冷酷無情な射手の吸血鬼に救われた、人として生きることを諦めた娘

 三人目は女を、監禁し続けた男だった。
 周囲に二人以外、誰もいない広場だった。
「あああああ、あんなに可愛かった人が、どこを探してもいない! あの人は一人では、生きていけないのに!」
「貴様の歪んだ愛情に、嫌気が差したんだよ。閉じ込めていいことなんざ、ひとつもねぇだろ」
 低い声でヴォーグが吐き捨てる。
「誰だ⁉」
「名乗りはしねぇぞ」
「たたた、助けてくれ! しし、死にたくない!」
 男は震えながら逃げ出す。
「女一人を恐怖のどん底にまで落としたのに、てめぇは生きたい? ふざけるんじゃねぇよ」
 ヴォーグは男の発言が頭にきたので、顔すれすれに弾丸を撃ち込む。
「ぎゃっ! 血があああ! 痛い痛い!」
 男は弾丸か掠ったのを感じ取って、怯え出す。
「なんでこういう連中は、いちいち騒ぐんだ」
 ヴォーグはぼそりと呟いたが、男には聞こえていなかった。
「痛い痛い! 誰かこいつを追い払ってよお!」
「そんな奴、どこを探してもいねぇぞ」
 ヴォーグの言葉に、ハッとする。
「そうなのっ⁉」
御託(ごたく)はいい。死にたくないんだったら、足掻いてみせろよ? どこまで通用するんだか」
 呆れつつ、ヴォーグが言う。
 男は周囲に視線を走らせ、落ちていたボロボロの刀を手に取って、斬りかかる。
「おらあああっ!」
 基礎がなっていなかったが、まぐれでも起きたか、その切っ先はヴォーグの左腕を斬り裂く。

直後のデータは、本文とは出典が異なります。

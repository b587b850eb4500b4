//! SMTP commands issued by the client

use std::fmt;

use base64::Engine;
use base64::engine::general_purpose::STANDARD;

use crate::message::MessagePayload;
use crate::smtp::reply::{ReplyCategory, SmtpReply};

const COMPLETION: &[ReplyCategory] = &[ReplyCategory::PositiveCompletion];
const INTERMEDIATE: &[ReplyCategory] = &[ReplyCategory::PositiveIntermediate];
const COMPLETION_OR_INTERMEDIATE: &[ReplyCategory] = &[
    ReplyCategory::PositiveCompletion,
    ReplyCategory::PositiveIntermediate,
];

/// One command written to the server, followed by exactly one reply
#[derive(Clone, PartialEq, Eq)]
pub enum SmtpCommand {
    /// `EHLO <domain>`
    Ehlo(String),
    /// `AUTH LOGIN`
    AuthLogin,
    /// Base64 user name, answering the first AUTH LOGIN challenge
    AuthUsername(String),
    /// Base64 password, answering the second AUTH LOGIN challenge
    AuthPassword(String),
    /// `MAIL FROM:<address>`
    MailFrom(String),
    /// `RCPT TO:<address>`
    RcptTo(String),
    /// `DATA`
    Data,
    /// Message content, dot-stuffed and terminated with `CRLF.CRLF`
    Content(String),
    /// `QUIT`
    Quit,
}

impl SmtpCommand {
    pub fn content(payload: &MessagePayload) -> Self {
        SmtpCommand::Content(payload.data_block())
    }

    /// Bytes written to the transport
    pub fn to_wire(&self) -> String {
        match self {
            SmtpCommand::Ehlo(domain) => format!("EHLO {domain}\r\n"),
            SmtpCommand::AuthLogin => "AUTH LOGIN\r\n".to_string(),
            SmtpCommand::AuthUsername(user) => format!("{}\r\n", STANDARD.encode(user)),
            SmtpCommand::AuthPassword(password) => format!("{}\r\n", STANDARD.encode(password)),
            SmtpCommand::MailFrom(addr) => format!("MAIL FROM:<{addr}>\r\n"),
            SmtpCommand::RcptTo(addr) => format!("RCPT TO:<{addr}>\r\n"),
            SmtpCommand::Data => "DATA\r\n".to_string(),
            SmtpCommand::Content(block) => block.clone(),
            SmtpCommand::Quit => "QUIT\r\n".to_string(),
        }
    }

    /// Reply classes that let the session move on after this command.
    ///
    /// The AUTH LOGIN exchange and DATA are answered with 3yz replies.
    pub fn accepted(&self) -> &'static [ReplyCategory] {
        match self {
            SmtpCommand::AuthLogin | SmtpCommand::AuthUsername(_) => COMPLETION_OR_INTERMEDIATE,
            SmtpCommand::Data => INTERMEDIATE,
            _ => COMPLETION,
        }
    }

    pub fn accepts(&self, reply: &SmtpReply) -> bool {
        self.accepted().contains(&reply.category())
    }

    /// QUIT's reply is read but never fails the session
    pub fn checks_reply(&self) -> bool {
        !matches!(self, SmtpCommand::Quit)
    }

    /// Short name used in logs and timeout errors
    pub fn stage(&self) -> &'static str {
        match self {
            SmtpCommand::Ehlo(_) => "EHLO",
            SmtpCommand::AuthLogin => "AUTH LOGIN",
            SmtpCommand::AuthUsername(_) => "AUTH username",
            SmtpCommand::AuthPassword(_) => "AUTH password",
            SmtpCommand::MailFrom(_) => "MAIL FROM",
            SmtpCommand::RcptTo(_) => "RCPT TO",
            SmtpCommand::Data => "DATA",
            SmtpCommand::Content(_) => "end of data",
            SmtpCommand::Quit => "QUIT",
        }
    }
}

// Credentials never reach the logs.
impl fmt::Display for SmtpCommand {
    fn fmt(&self, f: &mut fmt::Formatter<'_>) -> fmt::Result {
        match self {
            SmtpCommand::AuthUsername(_) | SmtpCommand::AuthPassword(_) => f.write_str("<redacted>"),
            SmtpCommand::Content(block) => write!(f, "<message content, {} bytes>", block.len()),
            other => f.write_str(other.to_wire().trim_end()),
        }
    }
}

impl fmt::Debug for SmtpCommand {
    fn fmt(&self, f: &mut fmt::Formatter<'_>) -> fmt::Result {
        write!(f, "SmtpCommand({self})")
    }
}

 だが、切れ味が恐ろしいほど悪く、いくら力を込めても、ほんの少ししか斬れなかった。
「馬鹿だなー。ちゃんと武器を見てから使えってんだ」
 呆れ果てた、ヴォーグの声が響く。
「う、うるさい! こうなったら……!」
 逃げることを察したヴォーグが、男の足許に弾丸を撃ち込む。
 銃声が響く。
「だから、何度も言わせるなよ。貴様はここから逃げられないし、ここで死ぬんだ」
「嫌だ、嫌だ! も、もうこんなことしないから! お願いだから、殺さな……!」
 ――バシュッ!
 ヴォーグは男の命乞いを、途中で遮る。
 喉を撃ち抜かれた男は、無言で顔を青くする。
「貴様の意思なんか、どうでもいい。重要なのは、貴様の死を願う者がいる、ってことだけだ。生きることすらもできないくらい、重い罪を犯した。死んで当然なんだよ」
 恐ろしく冷たい声で言い放つヴォーグの口許には、冷笑が浮かんでいる。
 しまいには男が泣き出す。子どものように〝死〟から逃れようと、後ずさる。
 ヴォーグは馬鹿な男だ、と嘲笑しながらとどめの一撃を放つ。
 心臓を撃ち抜かれたそれはもう二度と動くことがなかった。